Challenge 05 - Monitoring Best Practices

< Previous Challenge - Home - Next Challenge >

Introduction

You’re now sending telemetry to New Relic, but raw data alone isn’t enough. Without dashboards and alerts, you’re manually checking traces all the time, you won’t notice problems until customers complain, and you can’t track performance trends over time.

In this challenge, you’ll learn industry best practices for monitoring AI-driven applications by creating custom dashboards, setting up alerts, defining Service Level Objectives (SLOs), tracking deployment changes, and collecting key metrics that matter for your travel planning service.

Description

Your goal is to build a comprehensive monitoring solution for WanderAI that includes dashboards, alerts, SLOs, deployment tracking, and meaningful metrics collection.

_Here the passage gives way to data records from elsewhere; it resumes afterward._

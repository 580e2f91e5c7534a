//! Message threads facade: conversations attached to adverts.

// self
use crate::{
	_prelude::*,
	client::Client,
	resource::{ApiResource, unwrap_data},
};

/// Facade over `partner/threads`.
#[derive(Clone, Copy, Debug)]
pub struct Threads<'a> {
	client: &'a Client,
}
impl<'a> Threads<'a> {
	pub(crate) fn new(client: &'a Client) -> Self {
		Self { client }
	}

	/// Fetches one thread by id.
	pub async fn get(&self, id: u64) -> Result<Value> {
		let endpoint = format!("{}/{id}", self.endpoint());

		self.client.request(Method::GET, &endpoint, Value::Null).await.map(unwrap_data)
	}

	/// Lists threads, optionally filtered by advert and/or interlocutor; a `limit` of
	/// zero fetches without pagination parameters.
	pub async fn list(
		&self,
		advert_id: Option<u64>,
		interlocutor_id: Option<u64>,
		limit: u64,
		offset: u64,
	) -> Result<Value> {
		let mut data = Map::new();

		if let Some(advert_id) = advert_id {
			data.insert("advert_id".into(), advert_id.into());
		}
		if let Some(interlocutor_id) = interlocutor_id {
			data.insert("interlocutor_id".into(), interlocutor_id.into());
		}
		if limit > 0 {
			data.insert("limit".into(), limit.into());
			data.insert("offset".into(), offset.into());
		}

		self.client
			.request(Method::GET, self.endpoint(), Value::Object(data))
			.await
			.map(unwrap_data)
	}

	/// Lists the messages of one thread; a `limit` of zero fetches without pagination
	/// parameters.
	pub async fn messages(&self, thread_id: u64, limit: u64, offset: u64) -> Result<Value> {
		let endpoint = format!("{}/{thread_id}/messages", self.endpoint());
		let data = if limit > 0 { json!({ "limit": limit, "offset": offset }) } else { Value::Null };

		self.client.request(Method::GET, &endpoint, data).await.map(unwrap_data)
	}

	/// Fetches one message of one thread.
	pub async fn message(&self, thread_id: u64, message_id: u64) -> Result<Value> {
		let endpoint = format!("{}/{thread_id}/messages/{message_id}", self.endpoint());

		self.client.request(Method::GET, &endpoint, Value::Null).await.map(unwrap_data)
	}

	/// Posts a reply into a thread, optionally attaching files by URL.
	pub async fn reply(
		&self,
		thread_id: u64,
		text: &str,
		attachments: Option<&[String]>,
	) -> Result<Value> {
		let endpoint = format!("{}/{thread_id}/messages", self.endpoint());
		let mut data = json!({ "text": text });

		if let (Some(attachments), Value::Object(map)) = (attachments, &mut data) {
			map.insert("attachments".into(), attachments.into());
		}

		self.client.request(Method::POST, &endpoint, data).await.map(unwrap_data)
	}

	/// Marks every message of the thread as read.
	pub async fn mark_as_read(&self, thread_id: u64) -> Result<Value> {
		self.command(thread_id, json!({ "command": "mark-as-read" })).await
	}

	/// Flags or unflags the thread as a favourite.
	pub async fn set_favourite(&self, thread_id: u64, is_favourite: bool) -> Result<Value> {
		self.command(
			thread_id,
			json!({ "command": "set-favourite", "is_favourite": is_favourite }),
		)
		.await
	}

	async fn command(&self, thread_id: u64, body: Value) -> Result<Value> {
		let endpoint = format!("{}/{thread_id}/commands", self.endpoint());

		self.client.request(Method::POST, &endpoint, body).await.map(unwrap_data)
	}
}
impl ApiResource for Threads<'_> {
	fn endpoint(&self) -> &'static str {
		"partner/threads"
	}
}
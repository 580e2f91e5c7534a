// self
use crate::{_prelude::*, obs::CallKind};

/// Type alias that resolves to an instrumented future when tracing is enabled.
#[cfg(feature = "tracing")]
pub type InstrumentedCall<F> = tracing::instrument::Instrumented<F>;
/// Passthrough future type when tracing is disabled.
#[cfg(not(feature = "tracing"))]
pub type InstrumentedCall<F> = F;

/// A span builder used by the request pipeline and token exchanges.
#[derive(Clone, Debug)]
pub struct CallSpan {
	#[cfg(feature = "tracing")]
	span: tracing::Span,
}
impl CallSpan {
	/// Creates a new span tagged with the provided call kind + stage.
	pub fn new(kind: CallKind, stage: &'static str) -> Self {
		#[cfg(feature = "tracing")]
		{
			let span = tracing::info_span!("olx_partner.call", call = kind.as_str(), stage);

			Self { span }
		}
		#[cfg(not(feature = "tracing"))]
		{
			let _ = (kind, stage);

			Self {}
		}
	}

	/// Instruments an async block without holding a guard across `.await` points.
	pub fn instrument<Fut>(&self, fut: Fut) -> InstrumentedCall<Fut>
	where
		Fut: std::future::Future,
	{
		#[cfg(feature = "tracing")]
		{
			use tracing::Instrument;

			fut.instrument(self.span.clone())
		}
		#[cfg(not(feature = "tracing"))]
		{
			fut
		}
	}
}

#[cfg(test)]
mod tests {
	// self
	use super::*;

	#[tokio::test]
	async fn instrument_passes_values_through() {
		let span = CallSpan::new(CallKind::Resource, "instrument_passes_values_through");
		let value = span.instrument(async { 42 }).await;

		assert_eq!(value, 42);
	}
}
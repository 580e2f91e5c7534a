//! Users facade: the authenticated partner user and their account.

// self
use crate::{
	_prelude::*,
	client::Client,
	resource::{ApiResource, unwrap_data},
};

/// Facade over `partner/users`.
#[derive(Clone, Copy, Debug)]
pub struct Users<'a> {
	client: &'a Client,
}
impl<'a> Users<'a> {
	pub(crate) fn new(client: &'a Client) -> Self {
		Self { client }
	}

	/// Fetches one user by id.
	pub async fn get(&self, id: u64) -> Result<Value> {
		let endpoint = format!("{}/{id}", self.endpoint());

		self.client.request(Method::GET, &endpoint, Value::Null).await.map(unwrap_data)
	}

	/// Fetches the authenticated user.
	pub async fn me(&self) -> Result<Value> {
		let endpoint = format!("{}/me", self.endpoint());

		self.client.request(Method::GET, &endpoint, Value::Null).await.map(unwrap_data)
	}

	/// Fetches the authenticated user's account balance.
	pub async fn account_balance(&self) -> Result<Value> {
		let endpoint = format!("{}/me/account-balance", self.endpoint());

		self.client.request(Method::GET, &endpoint, Value::Null).await.map(unwrap_data)
	}

	/// Fetches the authenticated user's payment methods.
	pub async fn payment_methods(&self) -> Result<Value> {
		let endpoint = format!("{}/me/payment-methods", self.endpoint());

		self.client.request(Method::GET, &endpoint, Value::Null).await.map(unwrap_data)
	}
}
impl ApiResource for Users<'_> {
	fn endpoint(&self) -> &'static str {
		"partner/users"
	}
}
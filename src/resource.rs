//! Thin per-resource facades translating domain calls into pipeline requests.
//!
//! Each facade borrows the [`Client`](crate::client::Client), supplies its base path via
//! [`ApiResource::endpoint`], and marshals parameters into
//! [`Client::request`](crate::client::Client::request). Facades perform no error handling
//! of their own; everything propagates unchanged. Where the upstream wraps a payload in a
//! nested `data` field the facade unwraps it locally, as a per-endpoint detail rather
//! than a pipeline guarantee.

pub mod adverts;
pub mod categories;
pub mod cities;
pub mod threads;
pub mod users;
pub mod users_business;

pub use adverts::Adverts;
pub use categories::Categories;
pub use cities::Cities;
pub use threads::Threads;
pub use users::Users;
pub use users_business::{BusinessAddress, BusinessProfile, UsersBusiness};

// self
use crate::_prelude::*;

/// Capability interface every resource facade implements.
pub trait ApiResource {
	/// Base path of this resource, relative to the API root.
	fn endpoint(&self) -> &'static str;
}

/// Takes the nested `data` field out of a response, yielding `Null` when absent.
pub(crate) fn unwrap_data(mut value: Value) -> Value {
	value.get_mut("data").map_or(Value::Null, Value::take)
}
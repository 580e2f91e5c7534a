//! OLX partner API client: one authenticated request pipeline, an automatic OAuth 2.0
//! token lifecycle, and a normalized error model shared by every resource facade.

#![deny(clippy::all, missing_docs, unused_crate_dependencies)]

pub mod advert;
pub mod client;
pub mod country;
pub mod credentials;
pub mod error;
pub mod obs;
pub mod resource;

mod token;

mod _prelude {
	pub use std::fmt::{Debug, Display, Formatter, Result as FmtResult};

	pub use async_lock::Mutex as AsyncMutex;
	pub use parking_lot::RwLock;
	pub use reqwest::{Client as ReqwestClient, Error as ReqwestError, Method, StatusCode};
	pub use serde::Deserialize;
	pub use serde_json::{Map, Value, json};
	pub use thiserror::Error as ThisError;
	pub use url::Url;

	pub use crate::error::{Error, Result};
}

pub use reqwest;
pub use url;
#[cfg(test)] use {httpmock as _, tokio as _};
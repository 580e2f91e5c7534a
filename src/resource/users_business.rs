//! Business profiles facade: company data, logos, and banners.

// self
use crate::{
	_prelude::*,
	client::Client,
	resource::{ApiResource, unwrap_data},
};

/// Facade over `partner/users-business`.
#[derive(Clone, Copy, Debug)]
pub struct UsersBusiness<'a> {
	client: &'a Client,
}
impl<'a> UsersBusiness<'a> {
	pub(crate) fn new(client: &'a Client) -> Self {
		Self { client }
	}

	/// Fetches the authenticated business profile.
	pub async fn me(&self) -> Result<Value> {
		let endpoint = format!("{}/me", self.endpoint());

		self.client.request(Method::GET, &endpoint, Value::Null).await.map(unwrap_data)
	}

	/// Replaces the authenticated business profile.
	pub async fn update(&self, profile: &BusinessProfile) -> Result<Value> {
		let endpoint = format!("{}/me", self.endpoint());
		let data = json!({
			"name": profile.name,
			"description": profile.description,
			"phones": profile.phones,
			"address": {
				"street": profile.address.street,
				"number": profile.address.number,
				"postcode": profile.address.postcode,
				"city": profile.address.city,
			},
			"subdomain": profile.subdomain,
			"website_url": profile.website_url,
		});

		self.client.request(Method::PUT, &endpoint, data).await.map(unwrap_data)
	}

	/// Lists the uploaded company logos.
	pub async fn logos(&self) -> Result<Value> {
		let endpoint = format!("{}/me/logos", self.endpoint());

		self.client.request(Method::GET, &endpoint, Value::Null).await.map(unwrap_data)
	}

	/// Uploads a company logo by URL.
	pub async fn post_logo(&self, logo_url: &str) -> Result<Value> {
		let endpoint = format!("{}/me/logos", self.endpoint());

		self.client
			.request(Method::PUT, &endpoint, json!({ "url": logo_url }))
			.await
			.map(unwrap_data)
	}

	/// Fetches one banner by id, or all of them when no id is given.
	pub async fn banners(&self, id: Option<u64>) -> Result<Value> {
		let endpoint = match id {
			Some(id) => format!("{}/me/logos/{id}", self.endpoint()),
			None => format!("{}/me/logos", self.endpoint()),
		};

		self.client.request(Method::GET, &endpoint, Value::Null).await.map(unwrap_data)
	}
}
impl ApiResource for UsersBusiness<'_> {
	fn endpoint(&self) -> &'static str {
		"partner/users-business"
	}
}

/// Company profile payload for [`UsersBusiness::update`].
#[derive(Clone, Debug)]
pub struct BusinessProfile {
	/// Company name.
	pub name: String,
	/// Free-form company description.
	pub description: String,
	/// Contact phone numbers.
	pub phones: Vec<String>,
	/// Company address.
	pub address: BusinessAddress,
	/// Subdomain the company page is served under.
	pub subdomain: String,
	/// Company website URL.
	pub website_url: String,
}

/// Company address carried inside [`BusinessProfile`].
#[derive(Clone, Debug)]
pub struct BusinessAddress {
	/// Street name.
	pub street: String,
	/// Street number.
	pub number: String,
	/// Postal code.
	pub postcode: String,
	/// City name.
	pub city: String,
}
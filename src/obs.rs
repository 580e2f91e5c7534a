//! Optional observability helpers for the request pipeline.
//!
//! # Feature Flags
//!
//! - Enable `tracing` to emit structured spans named `olx_partner.call` with the `call`
//!   (token exchange vs. resource) and `stage` (grant or call site) fields.
//! - Enable `metrics` to increment the `olx_partner_call_total` counter for every
//!   attempt/success/failure, labeled by `call` + `outcome`.

mod metrics;
mod tracing;

pub use metrics::*;
pub use tracing::*;

// self
use crate::_prelude::*;

/// Outbound call kinds observed by the client.
#[derive(Clone, Copy, Debug, PartialEq, Eq, Hash)]
pub enum CallKind {
	/// Token endpoint exchange (any grant).
	TokenExchange,
	/// Authenticated resource call issued through the pipeline.
	Resource,
}
impl CallKind {
	/// Returns a stable label suitable for span or metric fields.
	pub const fn as_str(self) -> &'static str {
		match self {
			CallKind::TokenExchange => "token_exchange",
			CallKind::Resource => "resource",
		}
	}
}
impl Display for CallKind {
	fn fmt(&self, f: &mut Formatter) -> FmtResult {
		f.write_str(self.as_str())
	}
}

/// Outcome labels recorded for each attempt.
#[derive(Clone, Copy, Debug, PartialEq, Eq, Hash)]
pub enum CallOutcome {
	/// Entry to a pipeline operation.
	Attempt,
	/// Successful completion.
	Success,
	/// Failure propagated back to the caller.
	Failure,
}
impl CallOutcome {
	/// Returns a stable label suitable for span or metric fields.
	pub const fn as_str(self) -> &'static str {
		match self {
			CallOutcome::Attempt => "attempt",
			CallOutcome::Success => "success",
			CallOutcome::Failure => "failure",
		}
	}
}
impl Display for CallOutcome {
	fn fmt(&self, f: &mut Formatter) -> FmtResult {
		f.write_str(self.as_str())
	}
}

Part 1: Enhanced Metrics Collection

Add custom metrics to your application using the OpenTelemetry meter:

Request Counter - Track total number of travel plan requests per destination
Error Counter - Track total number of errors, think about different error types
Tool Call Counter - Track how often each tool is called

Emit these metrics from your application code at appropriate points (request handlers, error handlers, tool functions). Check mock application code for examples and hints of how to create and record metrics using the get_meter() helper function.

Part 2: Create a New Relic Dashboard

Build a dashboard in New Relic called “WanderAI Agent Performance” that visualizes:

Request rate over time, e.g. SELECT rate(count(*), 1 minute) FROM Metric WHERE metricName = 'travel_plan.requests.total' TIMESERIES SINCE TODAY
Error rate over time
Average response time
Tool usage breakdown by tool name

Use New Relic Query Language (NRQL) queries to power your dashboard widgets.

Part 3: Set Up Alerts

Configure alerts in New Relic to notify your team when:

Error rate exceeds a threshold (e.g., 5 errors in 5 minutes)
Response times are slow (e.g., p95 latency exceeds 25 seconds)
Specific tools are failing repeatedly

Part 4: Define Service Level Objectives (SLOs)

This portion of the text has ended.